Dataset entries

* * * * * * *

//! Console UI formatting for the migration wizard.

use comfy_table::Table;
use console::{style, Style, Term};
use indicatif::{ProgressBar, ProgressStyle};
use std::time::Duration;

use crate::models::migration::MigrationResult;
use crate::output::test_results_table;
use crate::session::{MigrationSession, Stage};

use super::discovery::DiscoverySummary;

/// Console UI handler for the wizard.
pub struct WizardUI {
    term: Term,
}

impl Default for WizardUI {
    fn default() -> Self {
        Self::new()
    }
}

impl WizardUI {
    /// Creates a new UI handler.
    pub fn new() -> Self {
        Self {
            term: Term::stdout(),
        }
    }

    /// Stdout is a terminal, so spinners can be drawn.
    pub fn is_interactive(&self) -> bool {
        self.term.is_term()
    }

    /// Prints the wizard header.
    pub fn print_header(&self) {
        let cyan = Style::new().cyan().bold();

        println!();
        println!(
            "{}",
            cyan.apply_to("╔═══════════════════════════════════════════════════════════════╗")
        );
        println!(
            "{}",
            cyan.apply_to("║         🚀 OYD → FOUNDRY MIGRATION WIZARD                     ║")
        );
        println!(
            "{}",
            cyan.apply_to("║         Move On Your Data deployments to Foundry Agents       ║")
        );
        println!(
            "{}",
            cyan.apply_to("╚═══════════════════════════════════════════════════════════════╝")
        );
        println!();
    }

    /// Prints the banner shown when an existing session is picked up.
    pub fn print_resumed(&self, session: &MigrationSession) {
        println!(
            "{} Resuming session {} at stage {}/{}: {}",
            style("ℹ").blue(),
            style(&session.session_id).bold(),
            session.current_stage.number(),
            Stage::ALL.len(),
            session.current_stage.title()
        );
        println!();
    }

    /// Prints a stage heading.
    pub fn print_stage(&self, stage: Stage) {
        let bold = Style::new().bold();
        println!();
        println!(
            "{}",
            bold.apply_to(format!("━━━ Stage {}/{}: {} ━━━", stage.number(), Stage::ALL.len(), stage.title()))
        );
        println!();
    }

    /// Prints a bold section heading inside a stage.
    pub fn print_section(&self, title: &str) {
        println!();
        println!("{}", style(title).bold());
    }

    /// Prints an informational line.
    pub fn print_info(&self, message: &str) {
        println!("{} {}", style("ℹ").blue(), message);
    }

    /// Prints a success line.
    pub fn print_success(&self, message: &str) {
        println!("{} {}", style("✅").green(), message);
    }

    /// Prints a warning line.
    pub fn print_warning(&self, message: &str) {
        println!("{} {}", style("⚠").yellow().bold(), message);
    }

    /// Prints a bullet.
    pub fn print_item(&self, message: &str) {
        println!("  • {message}");
    }

    /// Prints a table.
    pub fn print_table(&self, table: &Table) {
        println!("{table}");
    }

    /// Prints the discovery counts.
    pub fn print_discovery_summary(&self, summary: DiscoverySummary) {
        self.print_section("Discovery Summary:");
        self.print_item(&format!("OYD deployments: {}", summary.deployments));
        self.print_item(&format!("Search services: {}", summary.search_services));
        self.print_item(&format!("Total indexes: {}", summary.indexes));
        println!();
    }

    /// Prints the numbered plan shown before execution.
    pub fn print_plan(&self, session: &MigrationSession, actions: &[String]) {
        let cyan = Style::new().cyan();

        println!("{}", cyan.apply_to("Source (OYD Deployments):"));
        for aoai in &session.aoai_configs {
            self.print_item(&format!("{}/{}", aoai.resource_name, aoai.deployment_name));
        }

        println!();
        println!("{}", cyan.apply_to("Connected Search Services:"));
        for search in &session.search_configs {
            self.print_item(&search.service_name);
        }

        println!();
        println!("{}", cyan.apply_to("Target (Foundry):"));
        if let Some(foundry) = &session.foundry_config {
            self.print_item(&format!("Project: {}", foundry.project_name));
            self.print_item(&format!("Model: {}", foundry.model_deployment));
        }
        self.print_item(&format!(
            "Architecture: {}",
            session.migration_options.migration_path.display_name()
        ));

        println!();
        println!("{}", cyan.apply_to("Actions:"));
        for (i, action) in actions.iter().enumerate() {
            println!("  {}. ⏳ {}", i + 1, action);
        }
        println!();
    }

    /// Prints the outcome of the execute step.
    pub fn print_result(&self, result: &MigrationResult) {
        let green = Style::new().green().bold();
        let bold = Style::new().bold();

        println!();
        if result.success {
            println!("{}", green.apply_to("✅ Migration Complete!"));
        } else {
            println!("{}", style("❌ Migration finished with errors").red().bold());
        }
        println!();
        println!("   {} {}", bold.apply_to("Connections:"), result.connections_created.len());
        println!("   {} {}", bold.apply_to("Agents:     "), result.agents_created.len());
        println!("   {} {:.1}s", bold.apply_to("Duration:   "), result.duration_secs);

        if !result.test_results.is_empty() {
            println!();
            self.print_table(&test_results_table(&result.test_results));
        }
        for file in result.artifacts.keys() {
            self.print_item(&format!("Sample: {file}"));
        }
        for warning in &result.warnings {
            self.print_warning(warning);
        }
        for error in &result.errors {
            self.print_error(error);
        }
        println!();
    }

    /// Prints how to pick the session up again.
    pub fn print_resume_hint(&self, session_id: &str) {
        let dim = Style::new().dim();
        println!();
        println!("Session saved: {}", style(session_id).bold());
        println!(
            "   {} oyd-migrate migrate interactive --resume {}",
            dim.apply_to("Resume with:"),
            session_id
        );
    }

    /// Prints cancellation message.
    pub fn print_cancelled(&self) {
        println!();
        println!("{} Migration cancelled.", style("ℹ").blue());
    }

    /// Prints error message.
    pub fn print_error(&self, message: &str) {
        println!();
        println!("{} {}", style("❌").red().bold(), message);
    }

    /// Spinner for one remote call; hidden when stdout is not a terminal.
    pub fn spinner(&self, message: &str) -> ProgressBar {
        if !self.is_interactive() {
            return ProgressBar::hidden();
        }

        let pb = ProgressBar::new_spinner();
        pb.set_style(
            ProgressStyle::default_spinner()
                .template("{spinner:.green} {msg}")
                .unwrap_or_else(|_| ProgressStyle::default_spinner()),
        );
        pb.set_message(message.to_string());
        pb.enable_steady_tick(Duration::from_millis(120));
        pb
    }
}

* * * * * * *

Above this instruction are the records; retype exactly the lines from the one containing "pub fn print_section(&self, title: &str)" up to and including the one containing "Prints a table.".

REPLY TO THE EXERCISE
    pub fn print_section(&self, title: &str) {
        println!();
        println!("{}", style(title).bold());
    }

    /// Prints an informational line.
    pub fn print_info(&self, message: &str) {
        println!("{} {}", style("ℹ").blue(), message);
    }

    /// Prints a success line.
    pub fn print_success(&self, message: &str) {
        println!("{} {}", style("✅").green(), message);
    }

    /// Prints a warning line.
    pub fn print_warning(&self, message: &str) {
        println!("{} {}", style("⚠").yellow().bold(), message);
    }

    /// Prints a bullet.
    pub fn print_item(&self, message: &str) {
        println!("  • {message}");
    }

    /// Prints a table.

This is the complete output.